Fahrenheit 451

As hard as it is to believe, I never read Fahrenheit 451 before.  As a matter of fact, I never read anything by Ray Bradbury deliberately because he helped design that god-awful Epcot Center ride and he also wrote some of the worst Twilight Zone episodes ever. 

 

He also wrote "Robocop 3"

He also wrote "Robocop 3"

But then, one day, while I was teaching 10th Grade English, we had to read “A Sound of Thunder” and “The Gift” in the short story unit.  They’re both really well put-together and thoroughly enjoyable stories.  So I thought, much like Frank Miller, maybe this guy is really good, but only in one genre.

 

So I picked it up for $4 at Wal-Mart (or somewhere like it.  I forget where) and read it in a couple sittings. 

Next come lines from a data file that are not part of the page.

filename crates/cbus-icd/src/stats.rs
use serde::{Deserialize, Serialize};

/// Per-device traffic and error counters.
///
/// Counters only grow; they disappear with the device entry on detach.
#[derive(Debug, Clone, Copy, PartialEq, Eq, Default, Serialize, Deserialize)]
#[cfg_attr(feature = "defmt", derive(defmt::Format))]
pub struct Statistics {
    pub bytes_sent: u32,
    pub bytes_received: u32,
    pub timeouts: u16,
    pub crc_errors: u16,
    pub other_errors: u16,
    /// Framing bytes added to `bytes_sent` per transaction (SPI command and
    /// address phases).
    pub framing_correction: u8,
}

/// Payload of a `Stats` reply.
#[derive(Debug, Clone, Copy, PartialEq, Eq, Default, Serialize, Deserialize)]
#[cfg_attr(feature = "defmt", derive(defmt::Format))]
pub struct StatsReport {
    pub statistics: Statistics,
    /// Family specific identity: 1-Wire ROM code (natural order, big
    /// endian), I2C address or SPI chip-select pin.
    pub identity: u64,
}
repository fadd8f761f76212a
#![macro_use]
#![allow(unused_macros)]

macro_rules! trace {
    ($s:literal $(, $x:expr)* $(,)?) => {
        {
            #[cfg(feature = "defmt")]
            ::defmt::trace!($s $(, $x)*);
            #[cfg(not(feature = "defmt"))]
            let _ = ($( & $x ),*);
        }
    };
}

macro_rules! debug {
    ($s:literal $(, $x:expr)* $(,)?) => {
        {
            #[cfg(feature = "defmt")]
            ::defmt::debug!($s $(, $x)*);
            #[cfg(not(feature = "defmt"))]
            let _ = ($( & $x ),*);
        }
    };
}

macro_rules! info {
    ($s:literal $(, $x:expr)* $(,)?) => {
        {
            #[cfg(feature = "defmt")]
            ::defmt::info!($s $(, $x)*);
            #[cfg(not(feature = "defmt"))]
            let _ = ($( & $x ),*);
        }
    };
}

macro_rules! warn {
    ($s:literal $(, $x:expr)* $(,)?) => {
        {
            #[cfg(feature = "defmt")]
            ::defmt::warn!($s $(, $x)*);
            #[cfg(not(feature = "defmt"))]
            let _ = ($( & $x ),*);
        }
    };
}

macro_rules! error {
    ($s:literal $(, $x:expr)* $(,)?) => {
        {
            #[cfg(feature = "defmt")]
            ::defmt::error!($s $(, $x)*);
            #[cfg(not(feature = "defmt"))]
            let _ = ($( & $x ),*);
        }
    };
}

I am amazed at Bradbury’s level of foresight.  If you’ve never read it, he describes how people just go on about their lives because they haven’t many cares.  They’re so meticulously distracted by various personal forms of entertainment that they can’t remember much of anything for very long (as a teacher, I can attest to this.  Does anyone out there know how hard it is to teach something to someone, have them forget it almost immediately, and then try to build on that something the next day?) and these forms of entertainment are ridiculously expensive.  He even talks about iPods way back in 1953 (except instead of using “earbuds” they use “ear thimbles”).

But I didn’t want to talk too much about the book.  It’s a fun read and a little creepy to see how someone more than 50 years ago could see how we would end up.  What I wanted to talk about was the little interview at the end.

 

This guy says we all love books.

This guy says we all love books.

This guy says we all love porn.

This guy says we all love porn.

I bought the “50th Anniversary Edition” which includes a new afterward by the author and an interview where he talks about the impact of the novella.  At one point the interviewer asks Bradbury about how he would get kids into reading.  I thought I would see the normal “Everyone likes reading!  You just have to get them to read something they actually like!” (which is bullshit.  Authors always say that because they (we) LOVE reading.  They can’t get enough.  They think about words so much that they actually start making up stories because they can’t consume enough.  It’d by like a fluffer saying, “Everyone likes porn”) But I didn’t.  What Mr. Bradbury said was something like, “Put one of my books in front of that kid; he’ll like to read after that!”

 

That, my friend, is a bold statement. Reading is a skill; albeit a skill that everyone should have a firm grasp on – like zipping your pants up – but a skill nonetheless.  We all have skills we’re bad at and we don’t like doing.  I, for instance, can’t work on cars. I know how they work, I know what parts do what, but I can’t fix one to save my life; therefore, I hate doing it.  Reading is the same way.  For a lot of people, it doesn’t matter the author or the subject or the environment.  For some, reading just plain sucks. 

What I want to know is, at what point can I become that proud of my work?  At what point will I be able to go, “If every school in America simply adopted the Nick Jones reading system (consisting only of Nick Jones material), we would wipe out illiteracy within a year!” 

I want to be that crass. 

Help me to get there.

Buy Tiny Life l(a.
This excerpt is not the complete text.